Por: Juan Fernando Lara.   24 febrero
De izquierda a derecha: el doctor Juan Luis Segura, jefe de neurocirugía del Hospital Nacional de Niños, Olga Arguedas, directora del hospital, Jaime Cortés, jefe de cirugía y Cinthia Mora, jefa de cirugía reconstructiva. / Gesline Arango
De izquierda a derecha: el doctor Juan Luis Segura, jefe de neurocirugía del Hospital Nacional de Niños, Olga Arguedas, directora del hospital, Jaime Cortés, jefe de cirugía y Cinthia Mora, jefa de cirugía reconstructiva. / Gesline Arango

Episodios 'traumáticos' de sangrado casi matan a los siameses Samuel y Ezequiel, unidos por su cabeza al nacer, en una histórica operación de más de 20 horas de la cual se salvaron gracias a la pericia, resistencia física y mental de cirujanos y anestesiólogos costarricenses que los separaron.

Juan Luis Segura, jefe de Neurocirugía y participante en el proceso, explicó que en un procedimiento como este el principal riesgo es el sangrado de todas las estructuras por donde circula la sangre.

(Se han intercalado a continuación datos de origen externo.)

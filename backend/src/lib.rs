//! Portfolio Simulator Core - Rust Engine
//!
//! Turn-based stochastic portfolio game with deterministic execution.
//!
//! # Architecture
//!
//! - **core**: Turn counting
//! - **models**: Domain types (Instrument, Allocation, HistoryEntry, TurnResult)
//! - **returns**: Per-strategy return sampling
//! - **events**: Event catalogs, trigger policies, effect application
//! - **resolver**: One turn, start to finish
//! - **achievements**: Achievement and unlockable predicates
//! - **style**: Play-style classification over a history
//! - **orchestrator**: Game session
//! - **rng**: Deterministic random number generation
//!
//! # Critical Invariants
//!
//! 1. All balances are i64, floored after every money calculation
//! 2. All randomness flows through a `RandomSource` (seeded in play)
//! 3. Resolving a turn never mutates its inputs
//! 4. FFI boundary is minimal and safe

// Module declarations
pub mod achievements;
pub mod core;
pub mod events;
pub mod models;
pub mod orchestrator;
pub mod resolver;
pub mod returns;
pub mod rng;
pub mod style;

// Re-exports for convenience
pub use achievements::{list_achievements, list_unlockables, Achievement, Unlockable};
pub use core::time::TurnClock;
pub use events::{CatalogError, EventCatalog, EventPolicy, MarketEvent};
pub use models::{
    allocation::Allocation,
    event::{Event, EventLog},
    history::HistoryEntry,
    instrument::{Instrument, InstrumentBook, ReturnProfile, Strategy},
    turn::{InstrumentDetail, LogEntry, TurnResult},
};
pub use orchestrator::{MarketKind, Orchestrator, OrchestratorConfig, SimulationError};
pub use resolver::TurnResolver;
pub use rng::{RandomSource, RngManager, SequenceRng};
pub use style::{classify_style, PlayStyle};

// FFI module (when feature enabled)
#[cfg(feature = "pyo3")]
pub mod ffi;

// PyO3 exports (when feature enabled)
#[cfg(feature = "pyo3")]
use pyo3::prelude::*;

#[cfg(feature = "pyo3")]
#[pymodule]
fn portfolio_sim_core_rs(m: &Bound<'_, PyModule>) -> PyResult<()> {
    m.add_class::<ffi::game::PyGame>()?;
    Ok(())
}
//! Event logging for game sessions.
//!
//! This module defines the Event enum which captures every significant
//! thing that happens during a game. Events enable:
//! - Replay checks (same seed and allocations → same event log)
//! - Debugging (what happened on which turn)
//! - Presentation (a UI can render the log however it likes)
//!
//! # Event Types
//!
//! - **TurnResolved**: a turn's returns were booked
//! - **MarketEventApplied**: a catalog event fired
//! - **RiskShock**: a region's risk roll hit
//! - **AchievementUnlocked** / **RewardUnlocked**: milestones reached
//! - **GameFinished**: the last turn was played
//!
//! # Example
//!
//! ```rust
//! use portfolio_sim_core_rs::models::event::{Event, EventLog};
//!
//! let mut log = EventLog::new();
//! log.log(Event::TurnResolved {
//!     turn: 1,
//!     balance: 1_072_000,
//!     diff: 72_000,
//!     pre_event_diff: 72_000,
//! });
//!
//! assert_eq!(log.events_at_turn(1).len(), 1);
//! assert_eq!(log.events()[0].event_type(), "TurnResolved");
//! ```

use serde::{Deserialize, Serialize};

use crate::style::PlayStyle;

/// Game event capturing a state change.
///
/// All events include a turn number for ordering. Events are logged in
/// the order they occur within a turn.
#[derive(Debug, Clone, PartialEq, Serialize, Deserialize)]
#[serde(tag = "type")]
pub enum Event {
    /// Turn resolved and balance updated
    TurnResolved {
        turn: u32,
        balance: i64,
        diff: i64,
        pre_event_diff: i64,
    },

    /// Catalog event applied to the market
    MarketEventApplied {
        turn: u32,
        event_id: String,
        balance_change: i64,
    },

    /// Region shock from the risk roll
    RiskShock {
        turn: u32,
        instrument_id: String,
        shock_pct: f64,
    },

    /// Achievement condition met for the first time
    AchievementUnlocked { turn: u32, achievement_id: String },

    /// Unlockable earned with the final balance
    RewardUnlocked { turn: u32, unlockable_id: String },

    /// Last turn played
    GameFinished {
        turn: u32,
        final_balance: i64,
        style: PlayStyle,
    },
}

impl Event {
    /// Get the turn number when this event occurred
    pub fn turn(&self) -> u32 {
        match self {
            Event::TurnResolved { turn, .. } => *turn,
            Event::MarketEventApplied { turn, .. } => *turn,
            Event::RiskShock { turn, .. } => *turn,
            Event::AchievementUnlocked { turn, .. } => *turn,
            Event::RewardUnlocked { turn, .. } => *turn,
            Event::GameFinished { turn, .. } => *turn,
        }
    }

    /// Get a short description of the event type
    pub fn event_type(&self) -> &'static str {
        match self {
            Event::TurnResolved { .. } => "TurnResolved",
            Event::MarketEventApplied { .. } => "MarketEventApplied",
            Event::RiskShock { .. } => "RiskShock",
            Event::AchievementUnlocked { .. } => "AchievementUnlocked",
            Event::RewardUnlocked { .. } => "RewardUnlocked",
            Event::GameFinished { .. } => "GameFinished",
        }
    }

    /// Get instrument ID if event relates to a specific instrument
    pub fn instrument_id(&self) -> Option<&str> {
        match self {
            Event::RiskShock { instrument_id, .. } => Some(instrument_id),
            _ => None,
        }
    }
}

/// Event log for storing and querying game events.
///
/// This is a simple wrapper around Vec<Event> with convenience methods.
#[derive(Debug, Clone, Default, Serialize, Deserialize)]
pub struct EventLog {
    events: Vec<Event>,
}

impl EventLog {
    /// Create a new empty event log
    pub fn new() -> Self {
        Self { events: Vec::new() }
    }

    /// Add an event to the log
    pub fn log(&mut self, event: Event) {
        self.events.push(event);
    }

    /// Get the number of events logged
    pub fn len(&self) -> usize {
        self.events.len()
    }

    /// Check if the log is empty
    pub fn is_empty(&self) -> bool {
        self.events.is_empty()
    }

    /// Get all events
    pub fn events(&self) -> &[Event] {
        &self.events
    }

    /// Get events for a specific turn
    pub fn events_at_turn(&self, turn: u32) -> Vec<&Event> {
        self.events.iter().filter(|e| e.turn() == turn).collect()
    }

    /// Get events of a specific type
    pub fn events_of_type(&self, event_type: &str) -> Vec<&Event> {
        self.events
            .iter()
            .filter(|e| e.event_type() == event_type)
            .collect()
    }
}
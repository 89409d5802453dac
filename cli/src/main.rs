//! Scripted game runner
//!
//! Usage: `portfolio-sim-cli <scenario.json>`
//!
//! The scenario is a game configuration plus the allocation for every
//! turn:
//!
//! ```json
//! {
//!   "rng_seed": 42,
//!   "market": "funds",
//!   "max_turns": 3,
//!   "turns": [{"A": 50, "B": 50}, {"C": 100}, {"A": 100}]
//! }
//! ```
//!
//! Prints one JSON line per turn result, then one summary line.

use std::collections::BTreeSet;
use std::path::PathBuf;
use std::process::ExitCode;

use portfolio_sim_core_rs::{Allocation, Orchestrator, OrchestratorConfig, PlayStyle, SimulationError};
use serde::{Deserialize, Serialize};
use thiserror::Error;

#[derive(Debug, Error)]
enum CliError {
    #[error("usage: portfolio-sim-cli <scenario.json>")]
    Usage,

    #[error("cannot read {path}: {source}")]
    Read {
        path: PathBuf,
        source: std::io::Error,
    },

    #[error("JSON error: {0}")]
    Json(#[from] serde_json::Error),

    #[error("turn {turn}: {source}")]
    Turn {
        turn: usize,
        source: SimulationError,
    },

    #[error(transparent)]
    Simulation(#[from] SimulationError),
}

#[derive(Debug, Deserialize)]
struct Scenario {
    #[serde(flatten)]
    config: OrchestratorConfig,

    #[serde(default)]
    turns: Vec<Allocation>,
}

#[derive(Debug, Serialize)]
struct Summary<'a> {
    turns_played: u32,
    final_balance: i64,
    unlocked_achievements: &'a BTreeSet<String>,
    unlocked_rewards: &'a BTreeSet<String>,
    play_style: PlayStyle,
    play_style_label: &'static str,
}

fn run(path: PathBuf) -> Result<(), CliError> {
    let text = std::fs::read_to_string(&path).map_err(|source| CliError::Read {
        path: path.clone(),
        source,
    })?;
    let scenario: Scenario = serde_json::from_str(&text)?;

    let mut game = Orchestrator::new(scenario.config)?;

    for (index, allocation) in scenario.turns.into_iter().enumerate() {
        let result = game.play_turn(allocation).map_err(|source| CliError::Turn {
            turn: index + 1,
            source,
        })?;
        println!("{}", serde_json::to_string(&result)?);
    }

    let style = game.play_style();
    let summary = Summary {
        turns_played: game.current_turn(),
        final_balance: game.balance(),
        unlocked_achievements: game.unlocked_achievements(),
        unlocked_rewards: game.unlocked_rewards(),
        play_style: style,
        play_style_label: style.label(),
    };
    println!("{}", serde_json::to_string(&summary)?);

    Ok(())
}

fn main() -> ExitCode {
    let mut args = std::env::args_os().skip(1);
    let result = match (args.next(), args.next()) {
        (Some(path), None) => run(PathBuf::from(path)),
        _ => Err(CliError::Usage),
    };

    match result {
        Ok(()) => ExitCode::SUCCESS,
        Err(e) => {
            eprintln!("error: {}", e);
            ExitCode::FAILURE
        }
    }
}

"Ese es el punto álgido y lograr esa separación para que ambos tengan suministro de sangre al cerebro y que siempre haya drenaje. Los sangrados fueron importantes en momentos diferentes y eso desestabilizó a los pacientes", señaló.

Los bebés, que nacieron en diciembre del 2015, se encuentran en condición crítica en la Unidad de Cuidados Intensivos del Hospital Nacional de Niños, lugar donde fueron intervenidos durante este viernes y sábado.

Médicos del Hospital de Niños en conferencia de prensa brindan detalles sobre la cirugía de separación de los siameses Samuel y Ezequiel

Posted by nacion.com on Saturday, February 24, 2018

Segura añadió que, a lo largo de más de 20 horas de operación, hubo "episodios traumáticos" de sangrado que causaron problemas. Al ser consultado sobre cómo superaron los problemas de sangrado, el médico respondió: “Primero le pedimos mucho a Dios”.

“Si a mí algún día me tienen que dormir, que sea un anestesiólogo del Hospital Nacional de Niños”, bromeó Segura al inicio de la conferencia de prensa al evocar los momentos más críticos de la intervención.

Luego de la separación, ambos hermanos pasaron a quirófanos separados donde los esperaba un grupo de cirujanos plásticos.

El especialista agregó que todo el personal involucrado tuvo que enfrentarse a diferentes retos e imprevistos.

"Hicimos reconstrucción de estructuras circulatorias, esas reparaciones y separaciones de tejidos nos obligaron a muchas reparaciones. Todo esto debimos hacerlo sin dejar de drenar sangre y sin fallar con el suministro de esta al cerebro", afirmó el doctor.

"Lo que se hizo hoy fue extraordinario a nivel nacional e internacional", doctora Cinthya Mora Mesén, jefa de cirugía plástica y reconstructiva del Hospital.

Por su parte, Cinthya Mora Mesén, jefa de cirugía plástica y reconstructiva del Hospital, explicó que se logró un cierre razonable de las lesiones en los niños, pero advirtió que venían nuevas etapas y que todavía se está en un período crítico. No obstante, declaró: "Estamos listos para enfrentar los escenarios que vengan".

La directora del Hospital de Niños, Olga Arguedas, añadió que la recuperación de los menores consumirá unos dos meses, por tratarse de gemelos siameses unidos en la cabeza por estructuras neurológicas en el órgano más complejo del cuerpo: el cerebro.

Sin embargo, aclaró que el tiempo definitivo de recuperación dependerá de cómo responda el cuerpo de cada uno de ellos.

Hito nacional

Esta es la primera cirugía de este tipo de complejidad realizada en Costa Rica. Los hermanos no compartían ni cerebro ni cerebelo, pero sí venas, arterias y el cuerpo calloso (tejido nervioso que sirve para conectar los hemisferios derecho e izquierdo del cerebro).

El caso fue cuidadosamente analizado y discutido por los diferentes equipos en ciencias médicas del Hospital de Niños, incluso fue necesario efectuar consultas a uno de los especialistas con mayor experiencia en Estados Unidos.

Para realizar esta intervención se requirió de gran cantidad de reservas de sangre. Debido a lo anterior, el jueves pasado se efectuó una campaña interna en el hospital para captar donadores de sangre y así satisfacer cualquier necesidad durante el procedimiento.